§ **Problem to work on**:
Would you copy each line of the records that includes the word "Last"?

§ **Records to use**:
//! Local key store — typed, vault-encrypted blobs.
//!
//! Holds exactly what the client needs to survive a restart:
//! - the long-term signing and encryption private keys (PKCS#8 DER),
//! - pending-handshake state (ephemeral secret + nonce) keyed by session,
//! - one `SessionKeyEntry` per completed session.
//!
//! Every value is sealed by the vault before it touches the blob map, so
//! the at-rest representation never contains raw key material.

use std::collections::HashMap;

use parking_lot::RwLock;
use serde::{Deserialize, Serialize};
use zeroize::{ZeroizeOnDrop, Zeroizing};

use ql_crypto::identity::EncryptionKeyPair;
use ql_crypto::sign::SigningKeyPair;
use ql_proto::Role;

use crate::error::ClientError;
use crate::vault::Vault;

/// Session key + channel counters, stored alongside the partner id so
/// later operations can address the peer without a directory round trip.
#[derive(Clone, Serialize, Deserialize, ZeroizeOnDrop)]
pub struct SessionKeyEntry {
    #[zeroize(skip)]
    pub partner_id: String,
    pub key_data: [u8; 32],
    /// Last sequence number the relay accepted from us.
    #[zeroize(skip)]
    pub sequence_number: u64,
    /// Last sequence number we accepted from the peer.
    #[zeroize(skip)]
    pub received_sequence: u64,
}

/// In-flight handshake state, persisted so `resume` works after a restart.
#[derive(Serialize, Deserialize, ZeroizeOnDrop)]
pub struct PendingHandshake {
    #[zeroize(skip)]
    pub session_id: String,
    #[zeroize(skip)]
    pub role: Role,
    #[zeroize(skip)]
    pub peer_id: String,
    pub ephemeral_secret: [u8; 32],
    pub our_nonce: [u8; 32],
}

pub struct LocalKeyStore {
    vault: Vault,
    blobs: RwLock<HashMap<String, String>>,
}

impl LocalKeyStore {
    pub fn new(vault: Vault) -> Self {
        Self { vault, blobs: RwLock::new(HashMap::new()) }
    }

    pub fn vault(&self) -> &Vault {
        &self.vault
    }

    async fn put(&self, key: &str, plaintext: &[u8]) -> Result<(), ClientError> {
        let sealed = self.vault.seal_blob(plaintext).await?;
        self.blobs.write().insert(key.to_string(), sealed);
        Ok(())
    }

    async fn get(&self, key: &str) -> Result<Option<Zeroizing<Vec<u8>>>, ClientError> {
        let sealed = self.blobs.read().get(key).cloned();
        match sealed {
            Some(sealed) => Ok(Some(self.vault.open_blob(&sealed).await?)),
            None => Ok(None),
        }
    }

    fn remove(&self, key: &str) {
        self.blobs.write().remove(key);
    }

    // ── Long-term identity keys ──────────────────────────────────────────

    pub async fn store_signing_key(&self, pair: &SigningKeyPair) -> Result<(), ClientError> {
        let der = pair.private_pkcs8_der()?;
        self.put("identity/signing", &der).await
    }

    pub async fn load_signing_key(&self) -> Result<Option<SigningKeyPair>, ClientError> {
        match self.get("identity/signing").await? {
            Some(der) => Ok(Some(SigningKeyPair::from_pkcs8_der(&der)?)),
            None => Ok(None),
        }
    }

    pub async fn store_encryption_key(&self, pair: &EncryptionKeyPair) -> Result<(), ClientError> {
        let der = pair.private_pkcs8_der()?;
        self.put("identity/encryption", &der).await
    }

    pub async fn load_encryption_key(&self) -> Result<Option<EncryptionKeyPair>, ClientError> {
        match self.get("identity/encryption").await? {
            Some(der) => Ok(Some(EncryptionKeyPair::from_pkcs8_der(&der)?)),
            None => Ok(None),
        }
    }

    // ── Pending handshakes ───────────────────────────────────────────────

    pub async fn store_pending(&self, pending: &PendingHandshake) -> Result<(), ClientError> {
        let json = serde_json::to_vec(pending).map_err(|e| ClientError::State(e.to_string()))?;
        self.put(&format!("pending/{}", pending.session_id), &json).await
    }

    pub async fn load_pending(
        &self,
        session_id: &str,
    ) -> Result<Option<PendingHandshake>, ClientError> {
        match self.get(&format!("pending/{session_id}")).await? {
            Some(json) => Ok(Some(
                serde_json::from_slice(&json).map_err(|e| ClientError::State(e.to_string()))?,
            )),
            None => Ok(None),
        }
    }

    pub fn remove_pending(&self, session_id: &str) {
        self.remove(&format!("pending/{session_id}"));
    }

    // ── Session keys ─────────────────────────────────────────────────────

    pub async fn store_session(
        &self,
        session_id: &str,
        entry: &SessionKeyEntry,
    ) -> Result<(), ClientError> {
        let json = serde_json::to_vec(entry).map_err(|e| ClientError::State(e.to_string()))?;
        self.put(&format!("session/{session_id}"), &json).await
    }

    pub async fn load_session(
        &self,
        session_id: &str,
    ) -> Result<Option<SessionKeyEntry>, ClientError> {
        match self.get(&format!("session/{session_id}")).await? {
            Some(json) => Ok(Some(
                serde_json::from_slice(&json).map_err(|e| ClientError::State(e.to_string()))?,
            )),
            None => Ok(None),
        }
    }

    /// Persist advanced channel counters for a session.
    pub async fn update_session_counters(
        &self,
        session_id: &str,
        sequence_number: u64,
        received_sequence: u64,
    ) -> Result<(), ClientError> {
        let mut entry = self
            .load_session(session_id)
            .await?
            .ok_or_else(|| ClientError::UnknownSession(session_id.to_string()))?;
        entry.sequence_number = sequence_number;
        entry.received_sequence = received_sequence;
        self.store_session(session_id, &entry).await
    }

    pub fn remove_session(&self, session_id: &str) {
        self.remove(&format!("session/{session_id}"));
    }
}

§ **Response to the exercise**:
    /// Last sequence number the relay accepted from us.
    /// Last sequence number we accepted from the peer.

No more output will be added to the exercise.